Political activities of private actors have long since been an object of study in many disciplines of social sciences. In political science and sociology, the notion of “interest group” has served as a particular way of conceptualizing private actors when they try to influence public decision-making (Courty 2006; Grossman and Saurugger 2006). In the face of a growing diversity of entities undertaking such activities (e.g. individual companies, their associations, think-tanks, hybrid networks of companies and NGOs), some suggested that the definition of the term should be extended to encompass this variety of actors (Gray and Lowery 1996; Saurugger 2004) while others have highlighted the specificities of the role companies (Mclaughlin, Jordan, and Maloney 1993; Coen 1997; Hart 2008; Ciepley 2013; Landemore and Ferreras 2015) or lobbyists (Heinz et al. 1993; Kersh 2002; Michel 2005; Courty and Michel 2012) play as actors in politics. The distinction between the private and the public spheres, however, remains a common analytical ground to these works, even when they conclude by observing how the two interlock.
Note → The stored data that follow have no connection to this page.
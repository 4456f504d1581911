pub mod config;
pub mod constants;
pub mod error;
pub mod fetch;
pub mod logging;
pub mod pipeline;
pub mod storage;
pub mod transform;
pub mod types;
use chrono::NaiveDate;
use serde::{Deserialize, Serialize};

/// Raw row as returned from the remote API: a flat JSON object whose
/// fields are source-controlled and not validated beyond what the
/// transformer reads.
pub type RawRecord = serde_json::Value;

/// How the transformer treats a source date that fails to parse.
///
/// The two pipelines intentionally differ: the case pipeline fails the
/// run on a bad date, while the vaccination pipeline keeps the row with
/// a null date.
#[derive(Debug, Clone, Copy, PartialEq, Eq)]
pub enum DateParsePolicy {
    /// A malformed or missing date aborts the transform.
    Strict,
    /// A malformed or missing date becomes `None`.
    CoerceNull,
}

/// Cleaned daily case counts for one state.
#[derive(Debug, Clone, PartialEq, Serialize, Deserialize)]
pub struct CaseRecord {
    pub date: NaiveDate,
    /// Two-letter state code, always uppercase.
    pub state: String,
    pub new_case: f64,
    pub new_death: f64,
}

/// Cleaned county-level vaccination coverage.
#[derive(Debug, Clone, PartialEq, Serialize, Deserialize)]
pub struct VaccinationRecord {
    /// `None` when the source date was unparseable.
    pub date: Option<NaiveDate>,
    /// Never empty; rows without a county are dropped.
    pub county: String,
    pub state: String,
    pub fully_vaccinated_pct: f64,
    pub at_least_one_dose: f64,
    pub one_dose_pct: f64,
}

/// One row of the top-states aggregation over the case table.
#[derive(Debug, Clone, PartialEq, Serialize)]
pub struct StateTotal {
    pub state: String,
    pub total_cases: f64,
}
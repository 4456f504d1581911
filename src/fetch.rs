use crate::constants;
use crate::error::{EtlError, Result};
use crate::types::RawRecord;
use std::time::Duration;
use tracing::{debug, info};

/// Thin wrapper over `reqwest::Client` that pulls one JSON array of flat
/// objects from a fixed endpoint. No retries, no pagination, no auth.
pub struct Fetcher {
    client: reqwest::Client,
}

impl Fetcher {
    /// Build a fetcher with the default client and request timeout.
    pub fn new() -> Result<Self> {
        let client = reqwest::Client::builder()
            .timeout(Duration::from_secs(constants::HTTP_TIMEOUT_SECS))
            .build()?;
        Ok(Self { client })
    }

    /// Build a fetcher around an existing client.
    pub fn with_client(client: reqwest::Client) -> Self {
        Self { client }
    }

    /// Issue a single GET against `endpoint` and decode the body as an
    /// array of raw records, preserving field names and row order as
    /// received. Any non-success status fails the run.
    pub async fn fetch(&self, endpoint: &str) -> Result<Vec<RawRecord>> {
        debug!("fetching {}", endpoint);
        let response = self.client.get(endpoint).send().await?;

        let status = response.status();
        if !status.is_success() {
            return Err(EtlError::Fetch {
                status: status.as_u16(),
            });
        }

        let body = response.text().await?;
        let records: Vec<RawRecord> = serde_json::from_str(&body)?;
        info!(records = records.len(), "fetched {}", endpoint);
        Ok(records)
    }
}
The interweaving relationships of public and private actors have been studied and theorized at least since the works of Arthur Bentley and later pluralist and neo-corporatist theories of state-society relationships (Truman 1959; Schattschneider 1960; Schmitter 1974), theories pointing to rent-seeking behaviour of private actors (Tullock 2005) as well as studies of transnational politics emphasizing the role of private actors in it (Mansbach and etc 1976). In recent decades however, a body of literature has emerged that documents a growth in private actors’ involvement in politics and policy at multiple levels of government, which it relates to the changes in modes of governance towards more horizontality and flexibility in creating policy-making fora (Rhodes 1997; Héritier 2002; Hall and Biersteker 2002; Stone 2013; Peters 2009), but also to the state’s changing regulatory modes and capacities (Majone 1994; Lascoumes and Le Galès 2004; Lascoumes and Le Galès 2007).
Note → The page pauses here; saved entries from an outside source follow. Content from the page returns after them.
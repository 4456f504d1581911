use clap::{Parser, Subcommand};
use tracing::error;

mod config;
mod constants;
mod error;
mod fetch;
mod logging;
mod pipeline;
mod storage;
mod transform;
mod types;

use crate::config::PipelineConfig;
use crate::fetch::Fetcher;
use crate::pipeline::PipelineRunSummary;
use crate::storage::{SqliteStorage, Storage};
use std::sync::Arc;

#[derive(Parser)]
#[command(name = "health_etl")]
#[command(about = "ETL pipeline for CDC public health datasets")]
#[command(version = "0.1.0")]
struct Cli {
    /// Path to the SQLite database file
    #[arg(long, default_value = constants::DEFAULT_DB_PATH)]
    db_path: String,

    #[command(subcommand)]
    command: Commands,
}

#[derive(Subcommand)]
enum Commands {
    /// Run the COVID-19 case-count pipeline
    Cases,
    /// Run the county vaccination pipeline
    Vaccinations,
    /// Run both pipelines sequentially
    Run,
    /// Report the states with the highest total case counts
    TopStates {
        /// Number of states to report
        #[arg(long, default_value_t = constants::TOP_STATES_LIMIT)]
        limit: u32,
    },
}

fn print_summary(summary: &PipelineRunSummary) {
    println!("📊 Loaded table '{}'", summary.table);
    println!("   Fetched records: {}", summary.fetched);
    println!("   Loaded records:  {}", summary.loaded);
}

#[tokio::main]
async fn main() -> anyhow::Result<()> {
    let _log_guard = logging::init_logging();

    let cli = Cli::parse();
    let storage: Arc<dyn Storage> = Arc::new(SqliteStorage::new(&cli.db_path));

    match cli.command {
        Commands::Cases => {
            let fetcher = Fetcher::new()?;
            let summary =
                pipeline::run_cases(&fetcher, &storage, &PipelineConfig::cases()).await?;
            print_summary(&summary);
        }
        Commands::Vaccinations => {
            let fetcher = Fetcher::new()?;
            let summary =
                pipeline::run_vaccinations(&fetcher, &storage, &PipelineConfig::vaccinations())
                    .await?;
            print_summary(&summary);
        }
        Commands::Run => {
            let fetcher = Fetcher::new()?;
            match pipeline::run_cases(&fetcher, &storage, &PipelineConfig::cases()).await {
                Ok(summary) => print_summary(&summary),
                Err(e) => {
                    error!("case pipeline failed: {}", e);
                    return Err(e.into());
                }
            }
            match pipeline::run_vaccinations(&fetcher, &storage, &PipelineConfig::vaccinations())
                .await
            {
                Ok(summary) => print_summary(&summary),
                Err(e) => {
                    error!("vaccination pipeline failed: {}", e);
                    return Err(e.into());
                }
            }
        }
        Commands::TopStates { limit } => {
            let totals = storage
                .top_states_by_cases(constants::CASES_TABLE, limit)
                .await?;
            for total in totals {
                println!("{}: {} cases", total.state, total.total_cases);
            }
        }
    }

    Ok(())
}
While some contend these developments testify to a “retreat of the state” (Strange 1996) or “hollowing out of the state” (Rhodes 1994), others consider that when outsourcing parts of their responsibilities, states are indeed keeping control over the process, and remain, in fine, agents of authority delegation and “accomplices” of the growing role of private actors (Wright 1994; Knill and Lehmkuhl 2002; Green 2013). Still, this rising part taken by private actors in politics and policy has to be read in the context of what has come to be labelled as a crisis of representation. As public authorities are striving to ground more firmly their legitimacy, they are opening windows of opportunity for actors still deprived of a formalized role in politics to negotiate their place in the public sphere.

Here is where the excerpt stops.